/Data-Analytics-Mini-Project

Attrition analysis using different models

Primary LanguageJupyter Notebook

Data-Analytics-Mini-Project

The folders are structured as follows:

  1. Attrition analysis.ipynb: The final set of models (6 models in the order Logistic Regression, Naive Bayes, KNN, SVM, XGBoost, Random Forest Classifier)
  2. EDA & Visualisation.ipynb: The compiled EDA and visualisation, only the important visualisations have been mentioned here
  3. Presentation: The final ppt used in the video
  4. Debug Phase 1: The individual EDA files of each team member
  5. Debug Phase 2: The individual models for testing and debugging
  6. Datasets: The original dataset(hr_dataset) and the cleaned dataset (final_dataset)

Link to dataset: https://www.kaggle.com/ghoshanisha/ibm-employee-attrition

There is no hyperparameter tuning required to run the models(we have done that for you), please change the path to the dataset in both the files 1,2 mentioned above.

Use the final_dataset for training and testing.

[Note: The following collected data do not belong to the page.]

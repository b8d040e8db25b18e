pub mod category;
pub mod product;
pub mod try_on;
pub mod user;

pub use category::{BodyRegion, Gender, ProductCategory};
pub use product::{Product, ProductInput, ProductPatch};
pub use try_on::{
    GeneratedImage, GenerationParams, ImageFile, ImageSlot, TryOnRequest, DOWNLOAD_FILE_NAME,
    INITIAL_REQUEST,
};
pub use user::{derive_role, Role, User, DEFAULT_ROLES_CLAIM};
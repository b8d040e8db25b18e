pub mod account;
pub mod admin_dashboard;
pub mod category_select;
pub mod download_image;
pub mod final_image;
pub mod garment_select;
pub mod human_select;
pub mod image_input;
pub mod navigation;
pub mod product_detail;
pub mod product_form;

pub use account::AccountScreen;
pub use admin_dashboard::AdminDashboardScreen;
pub use category_select::CategorySelectScreen;
pub use download_image::ResultScreen;
pub use final_image::GeneratingScreen;
pub use garment_select::GarmentSelectScreen;
pub use human_select::HumanSelectScreen;
pub use navigation::NavigationBar;
pub use product_detail::ProductDetailScreen;
pub use product_form::ProductFormScreen;

use crate::filesystem;
use crate::image_processing;
use crate::models::ImageFile;
use crate::services::static_catalog;
use crate::wizard::{TryOnSession, WizardError};
use crate::Screen;

/// `src` for an image stored as URL, data URL or path in the app data directory
pub fn image_src(source: &str) -> String {
    if source.starts_with("data:") || source.starts_with("http://") || source.starts_with("https://")
    {
        return source.to_string();
    }
    if let Some(bytes) = static_catalog::bundled_image(source) {
        let mime = image_processing::sniff_mime(bytes).unwrap_or("image/png");
        return image_processing::to_data_url(mime, bytes);
    }
    let path = filesystem::resolve_data_path(source);
    match std::fs::read(&path) {
        Ok(bytes) => {
            let mime = image_processing::sniff_mime(&bytes)
                .unwrap_or_else(|| image_processing::guess_mime_from_ext(&path));
            image_processing::to_data_url(mime, &bytes)
        }
        Err(e) => {
            log::debug!("Image {} not readable: {}", source, e);
            source.to_string()
        }
    }
}

/// Steps the wizard back and returns the screen for the new step.
/// A refused transition leaves both step and screen where they are.
pub fn step_back(session: &mut TryOnSession) -> Result<Screen, WizardError> {
    session.back()?;
    Ok(Screen::for_step(session.step()))
}

pub fn preview_src(image: &ImageFile) -> String {
    image_processing::to_data_url(&image.mime, &image.bytes)
}

pub(crate) const PAGE_STYLE: &str =
    "padding: 16px; max-width: 600px; margin: 0 auto; min-height: 100vh; background: #f5f5f5;";
pub(crate) const ERROR_STYLE: &str = "padding: 12px 16px; background: #ffe6e6; border-radius: 8px; color: #cc0000; font-size: 14px; margin-bottom: 16px; border-left: 3px solid #cc0000;";
pub(crate) const SUCCESS_STYLE: &str = "padding: 12px 16px; background: #d4edda; border-radius: 8px; color: #155724; font-size: 14px; margin-bottom: 16px; border-left: 3px solid #28a745;";
pub(crate) const PRIMARY_BUTTON: &str = "padding: 12px 24px; background: #111111; color: white; border: none; border-radius: 999px; font-size: 16px; cursor: pointer;";
pub(crate) const SECONDARY_BUTTON: &str = "padding: 10px 16px; background: #e0e0e0; color: #333; border: none; border-radius: 8px; font-size: 14px; cursor: pointer;";
pub(crate) const INPUT_STYLE: &str = "width: 100%; padding: 14px 16px; font-size: 16px; border: 2px solid #e0e0e0; border-radius: 8px; background: white; box-sizing: border-box;";

#[cfg(test)]
mod tests {
    use super::*;
    use crate::models::{BodyRegion, Gender, ImageFile, ProductCategory};

    fn image(name: &str) -> ImageFile {
        ImageFile::new(name, "image/png", vec![1, 2, 3])
    }

    #[test]
    fn test_step_back_follows_the_wizard() {
        let mut session = TryOnSession::new();
        session
            .select_category(ProductCategory::new(Gender::Male, BodyRegion::UpperBody))
            .unwrap();
        session.choose_garment(image("garment.png"), None).unwrap();
        session.confirm_human(image("human.png")).unwrap();

        assert_eq!(step_back(&mut session), Ok(Screen::HumanPhoto));
        assert_eq!(step_back(&mut session), Ok(Screen::Garments));
        assert_eq!(step_back(&mut session), Ok(Screen::Home));
    }

    #[test]
    fn test_refused_back_does_not_navigate() {
        let mut session = TryOnSession::new();
        assert!(step_back(&mut session).is_err());

        session
            .select_category(ProductCategory::new(Gender::Female, BodyRegion::LowerBody))
            .unwrap();
        session.choose_garment(image("garment.png"), None).unwrap();
        session.confirm_human(image("human.png")).unwrap();
        session.prepare_submission().unwrap();

        assert!(step_back(&mut session).is_err());
        assert_eq!(Screen::for_step(session.step()), Screen::Generating);
    }
}
use crate::error::AppError;
use crate::image_processing;
use crate::models::ImageFile;
use crate::picker;

/// Seconds shown before an automatic capture
pub const COUNTDOWN_SECONDS: u32 = 5;

#[derive(Debug, Clone, Copy, PartialEq, Eq, Default)]
pub enum FacingMode {
    /// Front camera, captures get mirrored
    #[default]
    User,
    Environment,
}

impl FacingMode {
    pub fn toggled(self) -> Self {
        match self {
            FacingMode::User => FacingMode::Environment,
            FacingMode::Environment => FacingMode::User,
        }
    }
}

/// Handle of an acquired camera stream
#[derive(Debug, Clone, Copy, PartialEq, Eq)]
pub struct StreamHandle(pub u64);

/// Something that can hand out exactly one camera stream at a time
pub trait CameraDevice {
    fn open_stream(&mut self, facing: FacingMode) -> Result<StreamHandle, AppError>;
    fn stop_stream(&mut self, handle: StreamHandle);
    fn capture_frame(&mut self, handle: StreamHandle) -> Result<ImageFile, AppError>;
}

/// Exclusive camera access; the stream is released on stop, capture or drop
pub struct CameraSession<D: CameraDevice> {
    device: D,
    facing: FacingMode,
    active: Option<StreamHandle>,
}

impl<D: CameraDevice> CameraSession<D> {
    pub fn new(device: D) -> Self {
        Self {
            device,
            facing: FacingMode::default(),
            active: None,
        }
    }

    pub fn facing(&self) -> FacingMode {
        self.facing
    }

    pub fn is_active(&self) -> bool {
        self.active.is_some()
    }

    /// Stops any prior stream before acquiring a new one
    pub fn start(&mut self) -> Result<(), AppError> {
        self.stop();
        let handle = self.device.open_stream(self.facing)?;
        log::debug!("Camera stream {:?} started ({:?})", handle, self.facing);
        self.active = Some(handle);
        Ok(())
    }

    pub fn stop(&mut self) {
        if let Some(handle) = self.active.take() {
            self.device.stop_stream(handle);
            log::debug!("Camera stream {:?} stopped", handle);
        }
    }

    /// Restarts the stream with the other camera if one was running
    pub fn switch_facing(&mut self) -> Result<(), AppError> {
        self.facing = self.facing.toggled();
        if self.active.is_some() {
            self.start()?;
        }
        Ok(())
    }

    /// Takes one frame and releases the stream
    pub fn capture(&mut self) -> Result<ImageFile, AppError> {
        let handle = self
            .active
            .ok_or_else(|| AppError::Other("Camera is not running".to_string()))?;
        let result = self.device.capture_frame(handle);
        self.stop();

        let image = result?;
        if self.facing == FacingMode::User {
            image_processing::mirror_image(&image)
        } else {
            Ok(image)
        }
    }

    #[cfg(test)]
    fn device(&self) -> &D {
        &self.device
    }
}

impl<D: CameraDevice> Drop for CameraSession<D> {
    fn drop(&mut self) {
        self.stop();
    }
}

#[derive(Debug, Clone, Copy, PartialEq, Eq)]
pub enum CountdownTick {
    Remaining(u32),
    Capture,
}

/// Counts down once per second, then signals the capture
#[derive(Debug, Clone, Copy, PartialEq, Eq)]
pub struct Countdown {
    remaining: u32,
}

impl Default for Countdown {
    fn default() -> Self {
        Self::new(COUNTDOWN_SECONDS)
    }
}

impl Countdown {
    pub fn new(seconds: u32) -> Self {
        Self { remaining: seconds }
    }

    pub fn remaining(&self) -> u32 {
        self.remaining
    }

    pub fn tick(&mut self) -> CountdownTick {
        self.remaining = self.remaining.saturating_sub(1);
        if self.remaining == 0 {
            CountdownTick::Capture
        } else {
            CountdownTick::Remaining(self.remaining)
        }
    }
}

/// Camera backed by the platform camera intent
///
/// The intent owns the preview; a "stream" here is the permission to launch it.
#[derive(Debug, Default)]
pub struct SystemCamera {
    next_handle: u64,
    open: Option<StreamHandle>,
}

impl CameraDevice for SystemCamera {
    fn open_stream(&mut self, _facing: FacingMode) -> Result<StreamHandle, AppError> {
        if !picker::has_camera_permission()? {
            return Err(AppError::PermissionDenied(
                "Camera access was not granted".to_string(),
            ));
        }
        self.next_handle += 1;
        let handle = StreamHandle(self.next_handle);
        self.open = Some(handle);
        Ok(handle)
    }

    fn stop_stream(&mut self, handle: StreamHandle) {
        if self.open == Some(handle) {
            self.open = None;
        }
    }

    fn capture_frame(&mut self, handle: StreamHandle) -> Result<ImageFile, AppError> {
        if self.open != Some(handle) {
            return Err(AppError::Other("Camera stream was released".to_string()));
        }
        let path = picker::capture_photo()?;
        image_processing::image_file_from_path(&path)
    }
}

Please consider files 1&2 for final evalutation, the debug folders are to highlight the process not for evaluation.

Phase 1 report: The extensive literature survey along with all the relevant analysis found after performing EDA has been mentioned in this report.

Link to phase 1 report: https://docs.google.com/document/d/1sZ_t2Iv62C-bjt82gjArRB77d7p1ttzy/edit?usp=sharing&ouid=105716424213299764928&rtpof=true&sd=true

Phase 2 report: The relevant papers along with the elaborate methodology to implement our solution approach has been mentioned in this report.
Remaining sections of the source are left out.